Das ist völlig in Ordnung – Kellner sind aber auch zu blöd. Und teilen ihr Trinkgeld nicht mit den Köchen.

Nur die ganzen Namen scheinen mir auch überflüssig, ...
Da hast Du selbstverständlich recht, es wäre ein Klacks, sie zu streichen.
Anfangs hatte ich putzige Namen rausgesucht, das schien mir dann aber nicht so superoriginell. Ich hab schließlich unspektakuläre Namen gewählt, sie sollen den Leser auf Ungarn einstimmen.

Chai schrieb:
Inhaltlich hat mich die Geschichte sehr berührt, ich finde, du hast die Unsicherheit deines Erzählers in Bezug auf das Stelldichein mit Grübchen subtil und authentisch geschildert. Für mich geht es hier weder um Mütterlichkeit - obwohl das bei dem Altersunterschied naheliegend ist - noch Liebe, sondern erstmal nur um die Begegnung zweier Menschen, die im richtigen Moment einander guttun.

Du sagst das treffend, genau auf den Punkt! Fabelhaft präzise – so war’s gedacht.
Das find ich großartig, dass Du das genau so empfunden hast.

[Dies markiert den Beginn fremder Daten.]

use core::fmt::Debug;
use embedded_sdmmc::{
    Directory, Error as SdmmcError, File, Mode, SdCard, SdCardError, TimeSource, Timestamp,
    Volume as FatVolume, VolumeIdx, VolumeManager,
};
use stm32g0xx_hal::hal::blocking::delay::DelayUs;
use stm32g0xx_hal::hal::blocking::spi::{Transfer, Write};
use stm32g0xx_hal::hal::digital::v2::OutputPin;

use crate::logger::{FileName, Volume};

/// The board has no RTC, every file gets the same timestamp.
pub struct FixedClock;

impl TimeSource for FixedClock {
    fn get_timestamp(&self) -> Timestamp {
        Timestamp {
            year_since_1970: 52,
            zero_indexed_month: 0,
            zero_indexed_day: 0,
            hours: 0,
            minutes: 0,
            seconds: 0,
        }
    }
}

#[derive(Debug)]
pub enum SdError {
    Card(SdmmcError<SdCardError>),
    NotOpen,
}

impl From<SdmmcError<SdCardError>> for SdError {
    fn from(err: SdmmcError<SdCardError>) -> Self {
        SdError::Card(err)
    }
}

/// FAT volume 0 of the card, root directory only.
pub struct SdVolume<SPI, CS, D>
where
    SPI: Transfer<u8> + Write<u8>,
    <SPI as Transfer<u8>>::Error: Debug,
    <SPI as Write<u8>>::Error: Debug,
    CS: OutputPin,
    D: DelayUs<u8>,
{
    manager: VolumeManager<SdCard<SPI, CS, D>, FixedClock>,
    volume: FatVolume,
    root: Directory,
    file: Option<File>,
    name: FileName,
}

impl<SPI, CS, D> SdVolume<SPI, CS, D>
where
    SPI: Transfer<u8> + Write<u8>,
    <SPI as Transfer<u8>>::Error: Debug,
    <SPI as Write<u8>>::Error: Debug,
    CS: OutputPin,
    D: DelayUs<u8>,
{
    pub fn mount(spi: SPI, cs: CS, delay: D) -> Result<Self, SdError> {
        let card = SdCard::new(spi, cs, delay);
        let mut manager = VolumeManager::new(card, FixedClock);
        let volume = manager.get_volume(VolumeIdx(0))?;
        let root = manager.open_root_dir(&volume)?;
        Ok(SdVolume {
            manager,
            volume,
            root,
            file: None,
            name: FileName::new(),
        })
    }

    fn open(&mut self, name: &str, mode: Mode) -> Result<(), SdError> {
        let file = self
            .manager
            .open_file_in_dir(&mut self.volume, &self.root, name, mode)?;
        self.file = Some(file);
        Ok(())
    }

    fn close(&mut self) -> Result<(), SdError> {
        match self.file.take() {
            Some(file) => Ok(self.manager.close_file(&self.volume, file)?),
            None => Ok(()),
        }
    }
}

impl<SPI, CS, D> Volume for SdVolume<SPI, CS, D>
where
    SPI: Transfer<u8> + Write<u8>,
    <SPI as Transfer<u8>>::Error: Debug,
    <SPI as Write<u8>>::Error: Debug,
    CS: OutputPin,
    D: DelayUs<u8>,
{
    type Error = SdError;

    fn exists(&mut self, name: &str) -> Result<bool, SdError> {
        match self
            .manager
            .find_directory_entry(&self.volume, &self.root, name)
        {
            Ok(_) => Ok(true),
            Err(SdmmcError::FileNotFound) => Ok(false),
            Err(err) => Err(SdError::Card(err)),
        }
    }

    fn create(&mut self, name: &str) -> Result<(), SdError> {
        self.close()?;
        self.open(name, Mode::ReadWriteCreateOrTruncate)?;
        self.name.clear();
        self.name.push_str(name).map_err(|_| SdError::NotOpen)
    }

    fn write(&mut self, bytes: &[u8]) -> Result<(), SdError> {
        let file = self.file.as_mut().ok_or(SdError::NotOpen)?;
        self.manager.write(&mut self.volume, file, bytes)?;
        Ok(())
    }

    /// FAT directory entry is only updated on close, so reopen to append.
    fn sync(&mut self) -> Result<(), SdError> {
        if self.file.is_none() {
            return Err(SdError::NotOpen);
        }
        self.close()?;
        let name = self.name.clone();
        self.open(&name, Mode::ReadWriteAppend)
    }
}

... die Zweifel kommen ja erst später. Erst später fallen ihm die Fältchen auf, das (fast) graue Haar, und plötzlich schaltet sich der Verstand ein ...

Kann man so sagen. Eigentlich wäre er nie auf die Idee gekommen, mit Grübchen ...
Die Frau in der Bar, die mit einem anderen abgezogen ist, wäre eher seine Kragenweite gewesen. Aber wenn einem die Umstände eine sympathische Krankenschwester ans Bett setzen, tjaaa dann ... Flipper.

Chai schrieb:
... er schwankt zwischen: Warum nicht und: Nee, geht gar nicht.

So ist es.
‚Warum nicht?’ – verständlich, er ist ja schon einige Zeit solo.
‚Nee, geht gar nicht.’ – da lässt sich nichts schminken.

Chai schrieb:
Umgekehrt wird sie sich wohl an seinem Milchgesicht gestört haben.
Woher weißt Du? Aber es stimmt: Es wollte ihm fürs Verrecken kein ordentlicher Männerbart wachsen.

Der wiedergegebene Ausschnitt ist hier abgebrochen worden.